Shame on you asses for letting Max own you, more like.
Daddy’s little boy? Is Max the beneficiary of nepotism? Is it, like, John Key is somehow influencing DJ bookings in Auckland’s nightclubs and on the radio?
We can only wish: imagine the emails from the Prime Minister’s Office inquiring about available DJ slots at such club nights as 1885’s “Molly” (slang for MDMA, the key ingredient in ecstasy) or “The Posse Up” over at Bin Bin Deluxe on the Shore.
Or is it just that the Prime Minister’s son uses his name to help him climb the DJ ladder, get bookings and take opportunities not afforded to normal people? Yes, obviously he does.
And if he wanted to keep the politics away from everything he does, he’d have adopted another name. In his business, people do it all the time.
But DJ-ing, broadcasting, music production, these are careers associated with intangible words like “talented” and “gifted”. They also require a skill set which you can only acquire through hard work and discipline. And they are incredibly public arenas in which to fail. Your audience can love or loathe you on a whim.
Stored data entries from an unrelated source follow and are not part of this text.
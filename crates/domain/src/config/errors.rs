#[derive(Debug, thiserror::Error)]
pub enum ConfigError {
    #[error("Failed to read config file {0}: {1}")]
    FileRead(String, String),

    #[error("Failed to parse config: {0}")]
    Parse(String),

    #[error("Configuration validation error: {0}")]
    Validation(String),
}
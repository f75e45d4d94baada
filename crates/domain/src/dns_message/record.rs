use super::{Name, RecordType, CLASS_IN};
use std::net::{Ipv4Addr, Ipv6Addr};

#[derive(Debug, Clone, PartialEq, Eq)]
pub struct Soa {
    pub mname: Name,
    pub rname: Name,
    pub serial: u32,
    pub refresh: u32,
    pub retry: u32,
    pub expire: u32,
    pub minimum: u32,
}

/// Record data, interpreted for the handful of types the gateway needs to
/// understand and kept as raw octets for everything else.
#[derive(Debug, Clone, PartialEq, Eq)]
pub enum RData {
    A(Ipv4Addr),
    Aaaa(Ipv6Addr),
    Cname(Name),
    Ns(Name),
    Ptr(Name),
    Mx { preference: u16, exchange: Name },
    /// One entry per character-string.
    Txt(Vec<Vec<u8>>),
    Soa(Soa),
    Unknown(Vec<u8>),
}

impl RData {
    /// The record type this payload is naturally stored under, if it is typed.
    pub fn natural_type(&self) -> Option<RecordType> {
        match self {
            RData::A(_) => Some(RecordType::A),
            RData::Aaaa(_) => Some(RecordType::AAAA),
            RData::Cname(_) => Some(RecordType::CNAME),
            RData::Ns(_) => Some(RecordType::NS),
            RData::Ptr(_) => Some(RecordType::PTR),
            RData::Mx { .. } => Some(RecordType::MX),
            RData::Txt(_) => Some(RecordType::TXT),
            RData::Soa(_) => Some(RecordType::SOA),
            RData::Unknown(_) => None,
        }
    }
}

#[derive(Debug, Clone, PartialEq, Eq)]
pub struct ResourceRecord {
    pub name: Name,
    pub rtype: u16,
    pub class: u16,
    /// Signed on purpose: the field is a raw 32-bit quantity and OPT records
    /// reuse it for flags.
    pub ttl: i32,
    pub rdata: RData,
}

impl ResourceRecord {
    /// Builds an IN-class record whose type follows from the payload.
    /// `RData::Unknown` payloads need an explicit type, see [`ResourceRecord::raw`].
    pub fn new(name: Name, ttl: i32, rdata: RData) -> Self {
        let rtype = rdata
            .natural_type()
            .map(|t| t.to_u16())
            .unwrap_or_default();
        Self {
            name,
            rtype,
            class: CLASS_IN,
            ttl,
            rdata,
        }
    }

    pub fn raw(name: Name, rtype: u16, class: u16, ttl: i32, data: Vec<u8>) -> Self {
        Self {
            name,
            rtype,
            class,
            ttl,
            rdata: RData::Unknown(data),
        }
    }

    pub fn record_type(&self) -> RecordType {
        RecordType::from_u16(self.rtype)
    }
}
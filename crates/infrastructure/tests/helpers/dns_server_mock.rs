#![allow(dead_code)]
use dohgate_domain::{Message, RData, ResourceRecord};
use std::net::{Ipv4Addr, SocketAddr};
use std::sync::atomic::{AtomicUsize, Ordering};
use std::sync::Arc;
use tokio::net::UdpSocket;
use tokio::sync::oneshot;

#[derive(Debug, Clone, Copy)]
pub enum MockBehavior {
    /// Echo the question with one A record.
    Answer(Ipv4Addr),
    /// Valid answer carrying the wrong transaction id.
    WrongId,
    /// Two bytes that cannot be a DNS message.
    Garbage,
    /// Never reply.
    Silent,
}

/// Loopback UDP DNS server on an ephemeral port.
pub struct MockDnsServer {
    addr: SocketAddr,
    queries: Arc<AtomicUsize>,
    shutdown_tx: Option<oneshot::Sender<()>>,
}

impl MockDnsServer {
    pub async fn start(behavior: MockBehavior) -> Self {
        let socket = UdpSocket::bind(SocketAddr::from(([127, 0, 0, 1], 0)))
            .await
            .unwrap();
        let addr = socket.local_addr().unwrap();
        let queries = Arc::new(AtomicUsize::new(0));
        let (shutdown_tx, mut shutdown_rx) = oneshot::channel();

        let counter = Arc::clone(&queries);
        tokio::spawn(async move {
            let mut buf = vec![0u8; 4096];
            loop {
                tokio::select! {
                    _ = &mut shutdown_rx => break,
                    result = socket.recv_from(&mut buf) => {
                        if let Ok((len, peer)) = result {
                            counter.fetch_add(1, Ordering::SeqCst);
                            if let Some(response) = Self::build_response(&buf[..len], behavior) {
                                let _ = socket.send_to(&response, peer).await;
                            }
                        }
                    }
                }
            }
        });

        Self {
            addr,
            queries,
            shutdown_tx: Some(shutdown_tx),
        }
    }

    pub fn addr(&self) -> SocketAddr {
        self.addr
    }

    /// Upstream address in `host:port` form.
    pub fn upstream(&self) -> String {
        self.addr.to_string()
    }

    pub fn queries(&self) -> usize {
        self.queries.load(Ordering::SeqCst)
    }

    fn build_response(query: &[u8], behavior: MockBehavior) -> Option<Vec<u8>> {
        let answer = match behavior {
            MockBehavior::Silent => return None,
            MockBehavior::Garbage => return Some(vec![0xde, 0xad]),
            MockBehavior::Answer(addr) => addr,
            MockBehavior::WrongId => Ipv4Addr::LOCALHOST,
        };

        let request = Message::from_wire(query).ok()?;
        let mut response = Message::response_to(&request);
        response.header.recursion_available = true;
        if let Some(question) = request.first_question() {
            response.answers.push(ResourceRecord::new(
                question.qname.clone(),
                60,
                RData::A(answer),
            ));
        }
        if matches!(behavior, MockBehavior::WrongId) {
            response.header.id = request.header.id.wrapping_add(1);
        }
        response.to_wire().ok()
    }
}

impl Drop for MockDnsServer {
    fn drop(&mut self) {
        if let Some(tx) = self.shutdown_tx.take() {
            let _ = tx.send(());
        }
    }
}
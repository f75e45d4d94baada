use super::{Name, RecordType, CLASS_IN};

#[derive(Debug, Clone, PartialEq, Eq, Hash)]
pub struct Question {
    pub qname: Name,
    pub qtype: u16,
    pub qclass: u16,
}

impl Question {
    pub fn new(qname: Name, qtype: u16, qclass: u16) -> Self {
        Self {
            qname,
            qtype,
            qclass,
        }
    }

    /// Question in the IN class.
    pub fn internet(qname: Name, record_type: RecordType) -> Self {
        Self::new(qname, record_type.to_u16(), CLASS_IN)
    }

    pub fn record_type(&self) -> RecordType {
        RecordType::from_u16(self.qtype)
    }
}
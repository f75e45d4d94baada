mod handle_dns_message;

pub use handle_dns_message::HandleDnsMessageUseCase;
//! # TuneVault Common Library
//!
//! Shared code for the TuneVault services including:
//! - Error types
//! - Engine event types (EngineEvent enum) and EventBus
//! - Track/batch state vocabulary and the derived-state function
//! - Configuration loading
//! - Text normalization, fingerprinting, and filename utilities

pub mod config;
pub mod error;
pub mod events;
pub mod fingerprint;
pub mod types;

pub use error::{Error, Result};
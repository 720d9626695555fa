//! Engine event types and the broadcast EventBus
//!
//! Every state-machine transition and progress update in the engine is
//! mirrored onto the bus so the HTTP facade can stream it to clients over
//! SSE without polling the store.

use crate::types::{BatchState, TrackStatus};
use chrono::{DateTime, Utc};
use serde::{Deserialize, Serialize};
use tokio::sync::broadcast;
use uuid::Uuid;

/// Engine event types
#[derive(Debug, Clone, Serialize, Deserialize)]
#[serde(tag = "type")]
pub enum EngineEvent {
    /// A batch was accepted and its tracks inserted
    BatchSubmitted {
        batch_id: Uuid,
        track_count: usize,
        timestamp: DateTime<Utc>,
    },

    /// Derived batch state or counts changed
    BatchStateChanged {
        batch_id: Uuid,
        state: BatchState,
        completed: i64,
        failed: i64,
        total: i64,
        timestamp: DateTime<Utc>,
    },

    /// A batch failed before any tracks were inserted
    BatchFailed {
        batch_id: Uuid,
        error: String,
        timestamp: DateTime<Utc>,
    },

    /// A track moved along the state machine
    TrackStatusChanged {
        track_id: Uuid,
        batch_id: Uuid,
        status: TrackStatus,
        timestamp: DateTime<Utc>,
    },

    /// Throttled byte-level progress for a downloading track
    TrackProgress {
        track_id: Uuid,
        bytes_downloaded: i64,
        total_bytes: i64,
        bytes_per_sec: f64,
        timestamp: DateTime<Utc>,
    },
}

impl EngineEvent {
    /// Event name used as the SSE `event:` field
    pub fn event_type(&self) -> &'static str {
        match self {
            EngineEvent::BatchSubmitted { .. } => "batch_submitted",
            EngineEvent::BatchStateChanged { .. } => "batch_state_changed",
            EngineEvent::BatchFailed { .. } => "batch_failed",
            EngineEvent::TrackStatusChanged { .. } => "track_status_changed",
            EngineEvent::TrackProgress { .. } => "track_progress",
        }
    }
}

/// Central event distribution bus
///
/// Wraps `tokio::sync::broadcast`: non-blocking publish, any number of
/// subscribers, slow subscribers lag rather than block producers.
#[derive(Clone)]
pub struct EventBus {
    tx: broadcast::Sender<EngineEvent>,
}

impl EventBus {
    /// Create a new bus buffering up to `capacity` events per subscriber.
    pub fn new(capacity: usize) -> Self {
        let (tx, _) = broadcast::channel(capacity);
        Self { tx }
    }

    /// Subscribe to all future events.
    pub fn subscribe(&self) -> broadcast::Receiver<EngineEvent> {
        self.tx.subscribe()
    }

    /// Emit an event to all subscribers. A bus with no subscribers drops
    /// the event; that is not an error for the engine.
    pub fn emit(&self, event: EngineEvent) {
        let _ = self.tx.send(event);
    }
}

#[cfg(test)]
mod tests {
    use super::*;

    #[tokio::test]
    async fn subscribers_receive_emitted_events() {
        let bus = EventBus::new(16);
        let mut rx = bus.subscribe();

        bus.emit(EngineEvent::BatchSubmitted {
            batch_id: Uuid::new_v4(),
            track_count: 3,
            timestamp: Utc::now(),
        });

        let event = rx.recv().await.unwrap();
        assert_eq!(event.event_type(), "batch_submitted");
    }

    #[test]
    fn emit_without_subscribers_is_silent() {
        let bus = EventBus::new(4);
        bus.emit(EngineEvent::BatchFailed {
            batch_id: Uuid::new_v4(),
            error: "could not extract".into(),
            timestamp: Utc::now(),
        });
    }
}
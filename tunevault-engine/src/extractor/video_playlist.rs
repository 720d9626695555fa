//! Variant A: video platform playlist extractor
//!
//! Pages through the platform's playlist API until the list is exhausted or
//! the batch cap is hit. Every candidate carries its `source_video_id`, so
//! these tracks take the mapper fast path straight to the queue.

use super::{SourceExtractor, TrackCandidate, MAX_TRACKS_PER_BATCH};
use crate::platform::PlatformClient;
use async_trait::async_trait;
use std::sync::Arc;
use tracing::{debug, warn};
use url::Url;

pub struct VideoPlaylistExtractor {
    platform: Arc<PlatformClient>,
}

impl VideoPlaylistExtractor {
    pub fn new(platform: Arc<PlatformClient>) -> Self {
        Self { platform }
    }

    async fn extract_inner(&self, url: &str) -> anyhow::Result<Vec<TrackCandidate>> {
        let playlist_id = parse_playlist_id(url)
            .ok_or_else(|| anyhow::anyhow!("no playlist id in url: {url}"))?;

        let mut candidates = Vec::new();
        let mut page = self.platform.playlist(&playlist_id).await?;

        loop {
            for entry in &page.related_streams {
                if candidates.len() >= MAX_TRACKS_PER_BATCH {
                    break;
                }
                candidates.push(TrackCandidate {
                    title: entry.title.clone(),
                    artist: entry.uploader_name.clone(),
                    duration_seconds: (entry.duration > 0).then_some(entry.duration),
                    thumbnail_url: (!entry.thumbnail.is_empty())
                        .then(|| entry.thumbnail.clone()),
                    source_video_id: entry.video_id(),
                });
            }

            if candidates.len() >= MAX_TRACKS_PER_BATCH {
                break;
            }
            match &page.nextpage {
                Some(token) => {
                    page = self.platform.playlist_next(&playlist_id, token).await?;
                }
                None => break,
            }
        }

        debug!(
            playlist_id = %playlist_id,
            count = candidates.len(),
            "playlist extraction complete"
        );

        Ok(candidates)
    }
}

#[async_trait]
impl SourceExtractor for VideoPlaylistExtractor {
    async fn extract(&self, url: &str) -> Vec<TrackCandidate> {
        match self.extract_inner(url).await {
            Ok(candidates) => candidates,
            Err(e) => {
                warn!(url = %url, error = %e, "playlist extraction failed");
                Vec::new()
            }
        }
    }
}

/// Pull the playlist id from a playlist URL (`list=` query parameter or a
/// `/playlist/<id>` path segment).
pub fn parse_playlist_id(url: &str) -> Option<String> {
    if let Ok(parsed) = Url::parse(url) {
        if let Some((_, id)) = parsed.query_pairs().find(|(k, _)| k == "list") {
            if !id.is_empty() {
                return Some(id.into_owned());
            }
        }
        let mut segments = parsed.path_segments()?;
        while let Some(segment) = segments.next() {
            if segment == "playlist" {
                if let Some(id) = segments.next() {
                    if !id.is_empty() {
                        return Some(id.to_string());
                    }
                }
            }
        }
        return None;
    }
    // Bare playlist id
    (!url.is_empty() && !url.contains('/')).then(|| url.to_string())
}

#[cfg(test)]
mod tests {
    use super::*;

    #[test]
    fn playlist_id_from_query_param() {
        assert_eq!(
            parse_playlist_id("https://www.youtube.com/playlist?list=PLabc123"),
            Some("PLabc123".to_string())
        );
        assert_eq!(
            parse_playlist_id("https://www.youtube.com/watch?v=x&list=PLxyz"),
            Some("PLxyz".to_string())
        );
    }

    #[test]
    fn playlist_id_from_path() {
        assert_eq!(
            parse_playlist_id("https://piped.example.org/playlist/PLdef"),
            Some("PLdef".to_string())
        );
    }

    #[test]
    fn playlist_id_bare() {
        assert_eq!(parse_playlist_id("PLabc"), Some("PLabc".to_string()));
        assert_eq!(
            parse_playlist_id("https://example.com/nothing-here"),
            None
        );
    }
}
Max Key’s name opens doors, but he couldn’t walk through them if he wasn’t talented and hard-working enough in his own right. Will he sustain the advantage he’s been given? It’s up to him.
This feels like just the beginning. None of us — “da haters”, the fans with his Instagram all over their own feeds, the intrigued bystanders and all — will be looking away any time soon. My guess: Max Key will be DJ-ing, or whatever that leads to, very likely still in the public eye, for a long time after Dad has said goodbye to the Beehive.